Knee orthosis with variable stiffness and damping that simulates hemiparetic gait.

Individuals with unilateral stroke have neuromuscular weakness or paralysis on one side of the body caused by some muscles disengaging and others overexciting. Hyperextension of the knee joint and complete lack of plantar flexion of the ankle joint are common symptoms of stroke. This paper focuses on the creation and implementation of a small, lightweight, and adjustable orthotic device to be positioned around the knee of an able-bodied person to simulate hemiparetic gait. Force and range of motion data from able-bodied subjects fitted with the orthosis, inducing hemiparetic gait, was collected using the Computer Assisted Rehabilitation ENvironment (CAREN) system.

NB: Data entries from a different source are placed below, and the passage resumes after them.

//! Buffer builder/view tests

use approx::assert_relative_eq;
use netreview_buffers::*;

// ============================================================================
// Fixed-Size Buffers
// ============================================================================

#[test]
fn test_positions_buffer() {
    let positions = [
        Position::new(-3.7038, 40.4168),
        Position::new(2.1734, 41.3851),
        Position::new(-0.3763, 39.4699),
    ];

    let mut builder = FixedSizeBufferBuilder::<PositionCodec>::new(3, BufferType::Array);
    for p in &positions {
        builder.add(p);
    }
    let data = builder.finalize();
    assert_eq!(data.len(), 4 + 3 * 16);
    assert_eq!(data.buffer_type(), BufferType::Array);

    let view = FixedSizeBufferView::<PositionCodec>::new(&data);
    assert_eq!(view.len(), 3);
    assert_eq!(view.get(1), positions[1]);
    assert_relative_eq!(view.get(2).lat, 39.4699);
}

#[test]
fn test_bounds_and_connections_buffers() {
    let mut bounds = FixedSizeBufferBuilder::<BoundsCodec>::new(1, BufferType::Shared);
    bounds.add(&Bounds::new(-1.0, -2.0, 3.0, 4.0));
    let bounds = bounds.finalize();
    assert_eq!(bounds.buffer_type(), BufferType::Shared);
    assert_eq!(
        FixedSizeBufferView::<BoundsCodec>::new(&bounds).get(0),
        Bounds::new(-1.0, -2.0, 3.0, 4.0)
    );

    let mut connections = FixedSizeBufferBuilder::<LinkConnectionsCodec>::new(2, BufferType::Array);
    connections.add(&[0, 1]);
    connections.add(&[1, 2]);
    let connections = connections.finalize();
    assert_eq!(connections.len(), 4 + 2 * 8);

    let view = FixedSizeBufferView::<LinkConnectionsCodec>::new(&connections);
    assert_eq!(view.iter().collect::<Vec<_>>(), vec![[0, 1], [1, 2]]);
}

#[test]
fn test_enumerate_yields_index_value_pairs() {
    let mut builder = FixedSizeBufferBuilder::<TypeCodec>::new(3, BufferType::Array);
    builder.add(&2);
    builder.add(&0);
    builder.add(&1);
    let data = builder.finalize();

    let view = FixedSizeBufferView::<TypeCodec>::new(&data);
    let pairs: Vec<(usize, u8)> = view.enumerate().collect();
    assert_eq!(pairs, vec![(0, 2), (1, 0), (2, 1)]);
}

#[test]
fn test_zero_capacity_buffer_has_header_only() {
    let data = FixedSizeBufferBuilder::<IdCodec>::new(0, BufferType::Array).finalize();
    assert_eq!(data.len(), 4);
    assert_eq!(decode_count(&data), 0);
    assert!(FixedSizeBufferView::<IdCodec>::new(&data).is_empty());
}

#[test]
#[should_panic(expected = "out of bounds")]
fn test_view_get_out_of_range_panics() {
    let mut builder = FixedSizeBufferBuilder::<IdCodec>::new(1, BufferType::Array);
    builder.add(&5);
    let data = builder.finalize();
    FixedSizeBufferView::<IdCodec>::new(&data).get(1);
}

// ============================================================================
// Variable-Size Buffers
// ============================================================================

#[test]
fn test_ids_list_buffer_random_access() {
    let lists: Vec<Vec<u32>> = vec![vec![0, 1], vec![], vec![4, 5, 6]];
    let total: usize = lists.iter().map(|l| IdsListCodec::encoded_size(l)).sum();

    let mut builder = VariableSizeBufferBuilder::<IdsListCodec>::new(3, total, BufferType::Array);
    for list in &lists {
        builder.add(list);
    }
    let buffer = builder.finalize();

    // header + (4+8) + 4 + (4+12)
    assert_eq!(buffer.data.len(), 4 + 12 + 4 + 16);
    assert_eq!(buffer.index.len(), 3 * 4);

    let view = VariableSizeBufferView::<IdsListCodec>::new(&buffer);
    assert_eq!(view.len(), 3);
    assert_eq!(view.get(2).to_vec(), vec![4, 5, 6]);
    assert!(view.get(1).is_empty());
    assert_eq!(view.get(0).to_vec(), vec![0, 1]);
    assert!(view.try_get(3).is_none());

    let collected: Vec<Vec<u32>> = view.iter().map(|l| l.to_vec()).collect();
    assert_eq!(collected, lists);
}

#[test]
fn test_unrequested_variable_buffer_is_empty() {
    let buffer = VariableSizeBufferBuilder::<IdsListCodec>::new(0, 0, BufferType::Shared).finalize();
    let view = VariableSizeBufferView::<IdsListCodec>::new(&buffer);
    assert!(view.is_empty());
    assert_eq!(view.iter().count(), 0);
}

#[test]
#[should_panic(expected = "exceeds buffer capacity")]
fn test_variable_builder_rejects_extra_records() {
    let mut builder = VariableSizeBufferBuilder::<IdsListCodec>::new(1, 8, BufferType::Array);
    builder.add(&[1]);
    builder.add(&[2]);
}

// ============================================================================
// Id Mapper
// ============================================================================

#[test]
fn test_id_mapper_assigns_dense_indices() {
    let mut mapper = IdMapper::new();
    assert_eq!(mapper.get_or_assign_idx(42u64), 0);
    assert_eq!(mapper.get_or_assign_idx(7u64), 1);
    assert_eq!(mapper.get_or_assign_idx(42u64), 0);

    assert_eq!(mapper.count(), 2);
    assert_eq!(mapper.get_idx(&7), Some(1));
    assert_eq!(mapper.get_idx(&8), None);
    assert_eq!(mapper.get_id(1), Some(7));
    assert_eq!(mapper.into_lookup(), vec![42, 7]);
}
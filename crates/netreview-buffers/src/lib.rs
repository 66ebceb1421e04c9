//! Flat binary buffers for network review.
//!
//! A network is flattened into contiguous little-endian record buffers so the
//! review algorithms can run over plain byte slices:
//!
//! 1. **Fixed-size buffers**: `[count u32][record; count]`, O(1) random access
//! 2. **Variable-size buffers**: the same data layout plus a `u32` offset table
//! 3. **Spatial index**: a packed static Hilbert R-tree, itself just another buffer
//! 4. **Dense ids**: `IdMapper` assigns zero-based indices during one encoding pass
//!
//! Every buffer comes in two backends (`BufferType`): a process-local `Vec<u8>`
//! and a reference-counted `bytes::Bytes` that crosses thread boundaries
//! without copying.

pub mod buffers;
pub mod codecs;
pub mod error;
pub mod geo_index;
pub mod id_mapper;

// Re-export key types
pub use buffers::{
    decode_count, encode_count, BinaryData, BufferType, BufferWithIndex, DataSize,
    FixedSizeBufferBuilder, FixedSizeBufferView, RecordCodec, VariableRecordCodec,
    VariableSizeBufferBuilder, VariableSizeBufferView,
};
pub use codecs::{
    BoundsCodec, EncodedSize, IdCodec, IdList, IdsListCodec, LinkConnectionsCodec, Position,
    PositionCodec, Bounds, Segment, SegmentCodec, TypeCodec,
};
pub use error::BufferError;
pub use geo_index::{GeoIndex, GeoIndexBuilder, DEFAULT_NODE_SIZE};
pub use id_mapper::IdMapper;
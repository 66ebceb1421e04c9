//! Read-only view of a water distribution network.
//!
//! The review engine never mutates the network. It only needs to iterate
//! assets, look one up by id, and list the links incident to a node.
//! `HydraulicModel` is an in-memory implementation for embedding callers and
//! tests.

use std::fmt;

use ahash::AHashMap;
use netreview_buffers::Position;
use serde::{Deserialize, Serialize};

// ============================================================================
// Identifiers and Type Discriminants
// ============================================================================

/// Caller-side asset identifier, stable for one review run.
#[derive(Debug, Clone, Copy, PartialEq, Eq, Hash, PartialOrd, Ord, Serialize, Deserialize)]
#[serde(transparent)]
pub struct AssetId(u32);

impl AssetId {
    pub const fn new(id: u32) -> Self {
        Self(id)
    }

    pub const fn raw(self) -> u32 {
        self.0
    }
}

impl From<u32> for AssetId {
    fn from(id: u32) -> Self {
        Self(id)
    }
}

impl fmt::Display for AssetId {
    fn fmt(&self, f: &mut fmt::Formatter<'_>) -> fmt::Result {
        write!(f, "{}", self.0)
    }
}

#[derive(Debug, Clone, Copy, PartialEq, Eq, Hash, Serialize, Deserialize)]
#[serde(rename_all = "snake_case")]
pub enum NodeType {
    Junction,
    Tank,
    Reservoir,
}

impl NodeType {
    pub const fn code(self) -> u8 {
        match self {
            NodeType::Junction => 0,
            NodeType::Tank => 1,
            NodeType::Reservoir => 2,
        }
    }

    /// Unknown codes read as `Junction`.
    pub const fn from_code(code: u8) -> Self {
        match code {
            1 => NodeType::Tank,
            2 => NodeType::Reservoir,
            _ => NodeType::Junction,
        }
    }

    /// Tanks and reservoirs can feed a network.
    pub const fn is_supply_source(self) -> bool {
        matches!(self, NodeType::Tank | NodeType::Reservoir)
    }
}

#[derive(Debug, Clone, Copy, PartialEq, Eq, Hash, Serialize, Deserialize)]
#[serde(rename_all = "snake_case")]
pub enum LinkType {
    Pipe,
    Valve,
    Pump,
}

impl LinkType {
    pub const fn code(self) -> u8 {
        match self {
            LinkType::Pipe => 0,
            LinkType::Valve => 1,
            LinkType::Pump => 2,
        }
    }

    /// Unknown codes read as `Pipe`.
    pub const fn from_code(code: u8) -> Self {
        match code {
            1 => LinkType::Valve,
            2 => LinkType::Pump,
            _ => LinkType::Pipe,
        }
    }
}

#[derive(Debug, Clone, Copy, PartialEq, Eq, Hash, Serialize, Deserialize)]
#[serde(rename_all = "snake_case")]
pub enum AssetType {
    Junction,
    Tank,
    Reservoir,
    Pipe,
    Valve,
    Pump,
}

impl From<NodeType> for AssetType {
    fn from(t: NodeType) -> Self {
        match t {
            NodeType::Junction => AssetType::Junction,
            NodeType::Tank => AssetType::Tank,
            NodeType::Reservoir => AssetType::Reservoir,
        }
    }
}

impl From<LinkType> for AssetType {
    fn from(t: LinkType) -> Self {
        match t {
            LinkType::Pipe => AssetType::Pipe,
            LinkType::Valve => AssetType::Valve,
            LinkType::Pump => AssetType::Pump,
        }
    }
}

// ============================================================================
// Assets
// ============================================================================

#[derive(Debug, Clone, PartialEq, Serialize, Deserialize)]
pub struct Node {
    pub node_type: NodeType,
    pub position: Position,
}

#[derive(Debug, Clone, PartialEq, Serialize, Deserialize)]
pub struct Link {
    pub link_type: LinkType,
    /// Start and end node ids.
    pub connections: [AssetId; 2],
    /// Polyline from start to end, endpoints included.
    pub coordinates: Vec<Position>,
    pub diameter: f64,
}

#[derive(Debug, Clone, PartialEq, Serialize, Deserialize)]
#[serde(tag = "kind", rename_all = "snake_case")]
pub enum AssetKind {
    Node(Node),
    Link(Link),
}

#[derive(Debug, Clone, PartialEq, Serialize, Deserialize)]
pub struct Asset {
    pub id: AssetId,
    pub label: String,
    pub kind: AssetKind,
}

impl Asset {
    pub fn asset_type(&self) -> AssetType {
        match &self.kind {
            AssetKind::Node(node) => node.node_type.into(),
            AssetKind::Link(link) => link.link_type.into(),
        }
    }

    pub fn is_link(&self) -> bool {
        matches!(self.kind, AssetKind::Link(_))
    }

    pub fn as_node(&self) -> Option<&Node> {
        match &self.kind {
            AssetKind::Node(node) => Some(node),
            AssetKind::Link(_) => None,
        }
    }

    pub fn as_link(&self) -> Option<&Link> {
        match &self.kind {
            AssetKind::Link(link) => Some(link),
            AssetKind::Node(_) => None,
        }
    }

    /// The link data when this asset is a pipe.
    pub fn as_pipe(&self) -> Option<&Link> {
        self.as_link().filter(|link| link.link_type == LinkType::Pipe)
    }

    /// Label folded for case-insensitive ordering.
    pub fn sort_label(&self) -> String {
        self.label.to_uppercase()
    }
}

// ============================================================================
// Network Model Interface
// ============================================================================

/// Read access the review engine needs from a network.
pub trait NetworkModel {
    /// Every asset, in a stable iteration order.
    fn assets(&self) -> impl Iterator<Item = &Asset> + '_;

    fn asset(&self, id: AssetId) -> Option<&Asset>;

    /// Links incident to `node`, empty for unknown ids.
    fn connected_links(&self, node: AssetId) -> &[AssetId];
}

/// In-memory network with insertion-ordered assets.
#[derive(Debug, Clone, Default)]
pub struct HydraulicModel {
    assets: Vec<Asset>,
    positions: AHashMap<AssetId, usize>,
    topology: AHashMap<AssetId, Vec<AssetId>>,
}

impl HydraulicModel {
    /// Builds a model from assets; later duplicates of an id replace earlier
    /// ones in place.
    pub fn from_assets(assets: impl IntoIterator<Item = Asset>) -> Self {
        let mut model = Self::default();
        for asset in assets {
            match model.positions.get(&asset.id) {
                Some(&i) => model.assets[i] = asset,
                None => {
                    model.positions.insert(asset.id, model.assets.len());
                    model.assets.push(asset);
                }
            }
        }
        model.rebuild_topology();
        model
    }

    fn rebuild_topology(&mut self) {
        self.topology.clear();
        for asset in &self.assets {
            let Some(link) = asset.as_link() else {
                continue;
            };
            let [start, end] = link.connections;
            self.topology.entry(start).or_default().push(asset.id);
            if end != start {
                self.topology.entry(end).or_default().push(asset.id);
            }
        }
    }

    pub fn len(&self) -> usize {
        self.assets.len()
    }

    pub fn is_empty(&self) -> bool {
        self.assets.is_empty()
    }

    pub fn node_count(&self) -> usize {
        self.assets.iter().filter(|a| !a.is_link()).count()
    }

    pub fn link_count(&self) -> usize {
        self.assets.iter().filter(|a| a.is_link()).count()
    }

    pub fn into_assets(self) -> Vec<Asset> {
        self.assets
    }
}

impl NetworkModel for HydraulicModel {
    fn assets(&self) -> impl Iterator<Item = &Asset> + '_ {
        self.assets.iter()
    }

    fn asset(&self, id: AssetId) -> Option<&Asset> {
        self.positions.get(&id).map(|&i| &self.assets[i])
    }

    fn connected_links(&self, node: AssetId) -> &[AssetId] {
        self.topology.get(&node).map(Vec::as_slice).unwrap_or(&[])
    }
}

// ============================================================================
// Builder
// ============================================================================

/// Incremental construction of a `HydraulicModel`.
///
/// Ids are assigned sequentially from 1. Links take their polyline from the
/// positions of their endpoint nodes plus any interior vertices.
#[derive(Debug, Default)]
pub struct HydraulicModelBuilder {
    assets: Vec<Asset>,
    next_id: u32,
}

impl HydraulicModelBuilder {
    pub fn new() -> Self {
        Self {
            assets: Vec::new(),
            next_id: 1,
        }
    }

    fn next_id(&mut self) -> AssetId {
        let id = AssetId(self.next_id.max(1));
        self.next_id = id.0 + 1;
        id
    }

    /// Adds a fully specified asset, keeping its id.
    pub fn add_asset(&mut self, asset: Asset) -> AssetId {
        let id = asset.id;
        self.next_id = self.next_id.max(id.0.saturating_add(1));
        self.assets.push(asset);
        id
    }

    pub fn node(&mut self, node_type: NodeType, label: &str, position: impl Into<Position>) -> AssetId {
        let id = self.next_id();
        self.assets.push(Asset {
            id,
            label: label.to_string(),
            kind: AssetKind::Node(Node {
                node_type,
                position: position.into(),
            }),
        });
        id
    }

    pub fn junction(&mut self, label: &str, position: impl Into<Position>) -> AssetId {
        self.node(NodeType::Junction, label, position)
    }

    pub fn tank(&mut self, label: &str, position: impl Into<Position>) -> AssetId {
        self.node(NodeType::Tank, label, position)
    }

    pub fn reservoir(&mut self, label: &str, position: impl Into<Position>) -> AssetId {
        self.node(NodeType::Reservoir, label, position)
    }

    pub fn link(
        &mut self,
        link_type: LinkType,
        label: &str,
        start: AssetId,
        end: AssetId,
        vertices: &[Position],
    ) -> AssetId {
        let mut coordinates = Vec::with_capacity(vertices.len() + 2);
        coordinates.extend(self.position_of(start));
        coordinates.extend_from_slice(vertices);
        coordinates.extend(self.position_of(end));

        let id = self.next_id();
        self.assets.push(Asset {
            id,
            label: label.to_string(),
            kind: AssetKind::Link(Link {
                link_type,
                connections: [start, end],
                coordinates,
                diameter: 300.0,
            }),
        });
        id
    }

    /// Straight pipe between two nodes.
    pub fn pipe(&mut self, label: &str, start: AssetId, end: AssetId) -> AssetId {
        self.link(LinkType::Pipe, label, start, end, &[])
    }

    /// Pipe routed through interior vertices.
    pub fn pipe_through(
        &mut self,
        label: &str,
        start: AssetId,
        end: AssetId,
        vertices: &[Position],
    ) -> AssetId {
        self.link(LinkType::Pipe, label, start, end, vertices)
    }

    pub fn valve(&mut self, label: &str, start: AssetId, end: AssetId) -> AssetId {
        self.link(LinkType::Valve, label, start, end, &[])
    }

    pub fn pump(&mut self, label: &str, start: AssetId, end: AssetId) -> AssetId {
        self.link(LinkType::Pump, label, start, end, &[])
    }

    /// Sets the diameter of a previously added link.
    pub fn with_diameter(&mut self, link: AssetId, diameter: f64) -> &mut Self {
        if let Some(AssetKind::Link(data)) = self
            .assets
            .iter_mut()
            .find(|a| a.id == link)
            .map(|a| &mut a.kind)
        {
            data.diameter = diameter;
        }
        self
    }

    pub fn build(self) -> HydraulicModel {
        HydraulicModel::from_assets(self.assets)
    }

    fn position_of(&self, id: AssetId) -> Option<Position> {
        self.assets
            .iter()
            .rev()
            .find(|a| a.id == id)
            .and_then(Asset::as_node)
            .map(|node| node.position)
    }
}
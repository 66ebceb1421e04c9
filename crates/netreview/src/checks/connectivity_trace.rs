//! Subnetwork detection by iterative depth-first traversal.

use netreview_buffers::Bounds;
use roaring::RoaringBitmap;
use serde::{Deserialize, Serialize};
use tracing::debug;

use super::NetworkCheck;
use crate::encoder::{
    EncodedHydraulicModel, EncodingRequest, HydraulicModelBuffers, LinkField, NodeField,
};
use crate::error::Result;
use crate::model::{AssetId, LinkType, NetworkModel};
use crate::views::HydraulicModelBuffersView;

#[derive(Debug, Clone, PartialEq)]
pub struct EncodedSubNetwork {
    /// Discovery sequence number; isolated nodes consume one too.
    pub subnetwork_id: u32,
    pub node_indices: Vec<u32>,
    pub link_indices: Vec<u32>,
    /// Tanks plus reservoirs.
    pub supply_source_count: u32,
    pub pipe_count: u32,
    pub bounds: Bounds,
}

#[derive(Debug, Clone, PartialEq, Serialize, Deserialize)]
pub struct SubNetwork {
    pub subnetwork_id: u32,
    pub node_ids: Vec<AssetId>,
    pub link_ids: Vec<AssetId>,
    pub supply_source_count: u32,
    pub pipe_count: u32,
    pub bounds: Bounds,
}

/// Connected components with at least one link, largest first.
pub fn find_subnetworks(buffers: &HydraulicModelBuffers) -> Result<Vec<EncodedSubNetwork>> {
    let views = HydraulicModelBuffersView::new(buffers)?;
    let node_count = views.node_connections.len() as u32;

    let mut visited_nodes = RoaringBitmap::new();
    let mut visited_links = RoaringBitmap::new();
    let mut subnetworks = Vec::new();
    let mut next_id = 0u32;

    for start in 0..node_count {
        if visited_nodes.contains(start) {
            continue;
        }
        let subnetwork = traverse(
            &views,
            start,
            next_id,
            node_count,
            &mut visited_nodes,
            &mut visited_links,
        );
        next_id += 1;

        if subnetwork.node_indices.len() > 1 {
            subnetworks.push(subnetwork);
        }
    }

    // Stable: equal sizes keep discovery order.
    subnetworks.sort_by(|a, b| b.node_indices.len().cmp(&a.node_indices.len()));
    Ok(subnetworks)
}

fn traverse(
    views: &HydraulicModelBuffersView<'_>,
    start: u32,
    subnetwork_id: u32,
    node_count: u32,
    visited_nodes: &mut RoaringBitmap,
    visited_links: &mut RoaringBitmap,
) -> EncodedSubNetwork {
    let mut subnetwork = EncodedSubNetwork {
        subnetwork_id,
        node_indices: Vec::new(),
        link_indices: Vec::new(),
        supply_source_count: 0,
        pipe_count: 0,
        bounds: Bounds::EMPTY,
    };

    let mut stack = vec![start];
    while let Some(node) = stack.pop() {
        if !visited_nodes.insert(node) {
            continue;
        }
        subnetwork.node_indices.push(node);
        if views.node_type(node).is_supply_source() {
            subnetwork.supply_source_count += 1;
        }

        let Some(links) = views.connected_links(node) else {
            continue;
        };
        for link in links.iter() {
            if !visited_links.insert(link) {
                continue;
            }
            subnetwork.link_indices.push(link);
            if views.link_type(link) == LinkType::Pipe {
                subnetwork.pipe_count += 1;
            }
            if let Some(bounds) = views.link_bbox(link) {
                subnetwork.bounds = subnetwork.bounds.expand(&bounds);
            }

            let Some([link_start, link_end]) = views.link_endpoints(link) else {
                continue;
            };
            let neighbor = if link_start == node { link_end } else { link_start };
            if neighbor < node_count && !visited_nodes.contains(neighbor) {
                stack.push(neighbor);
            }
        }
    }
    subnetwork
}

/// Maps dense indices back to asset ids. Indices outside the lookup tables
/// are dropped.
pub fn decode_subnetworks(
    encoded: &EncodedHydraulicModel,
    raw: Vec<EncodedSubNetwork>,
) -> Vec<SubNetwork> {
    raw.into_iter()
        .map(|sub| SubNetwork {
            subnetwork_id: sub.subnetwork_id,
            node_ids: sub
                .node_indices
                .iter()
                .filter_map(|&i| encoded.node_id(i))
                .collect(),
            link_ids: sub
                .link_indices
                .iter()
                .filter_map(|&i| encoded.link_id(i))
                .collect(),
            supply_source_count: sub.supply_source_count,
            pipe_count: sub.pipe_count,
            bounds: sub.bounds,
        })
        .collect()
}

pub struct ConnectivityTrace;

impl NetworkCheck for ConnectivityTrace {
    const NAME: &'static str = "connectivity_trace";

    type Params = ();
    type Encoded = Vec<EncodedSubNetwork>;
    type Output = SubNetwork;

    fn encoding_request() -> EncodingRequest {
        EncodingRequest::new(
            [NodeField::Types, NodeField::Connections],
            [LinkField::Types, LinkField::Connections, LinkField::Bounds],
        )
    }

    fn compute(buffers: &HydraulicModelBuffers, _params: &()) -> Result<Self::Encoded> {
        find_subnetworks(buffers)
    }

    fn decode<M: NetworkModel>(
        _model: &M,
        encoded: &EncodedHydraulicModel,
        raw: Self::Encoded,
    ) -> Vec<SubNetwork> {
        let subnetworks = decode_subnetworks(encoded, raw);
        debug!(subnetworks = subnetworks.len(), "decoded subnetworks");
        subnetworks
    }

    fn raw_len(raw: &Self::Encoded) -> usize {
        raw.len()
    }
}
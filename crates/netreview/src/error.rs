//! Review errors.

use netreview_buffers::BufferError;

#[derive(Debug, thiserror::Error)]
pub enum ReviewError {
    #[error("Operation cancelled")]
    Cancelled,

    #[error("Malformed review buffer: {0}")]
    Buffer(#[from] BufferError),

    #[error("Failed to spawn review worker: {0}")]
    WorkerSpawn(#[source] std::io::Error),

    #[error("Review worker failed: {0}")]
    WorkerFailed(String),

    #[error("Invalid review configuration: {0}")]
    InvalidConfig(String),
}

impl ReviewError {
    pub fn is_cancelled(&self) -> bool {
        matches!(self, ReviewError::Cancelled)
    }
}

pub type Result<T> = std::result::Result<T, ReviewError>;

The four parameters that the design focused on are damping, catch, hysteresis, and stiffness. The main goal of the project was to discern whether this device could be utilized as a viable research instrument to simulate hemiparetic gait. It was hypothesized that the device has the potential to be utilized in the future as a rehabilitation device for people with stroke since it has been designed to induce larger knee flexion as an after effect. A comparison between how the dominant leg was affected by the orthosis and how the non-dominant leg was affected was investigated as well. The results show that the device affected the velocities, knee angles, and force profiles of the subject's gait.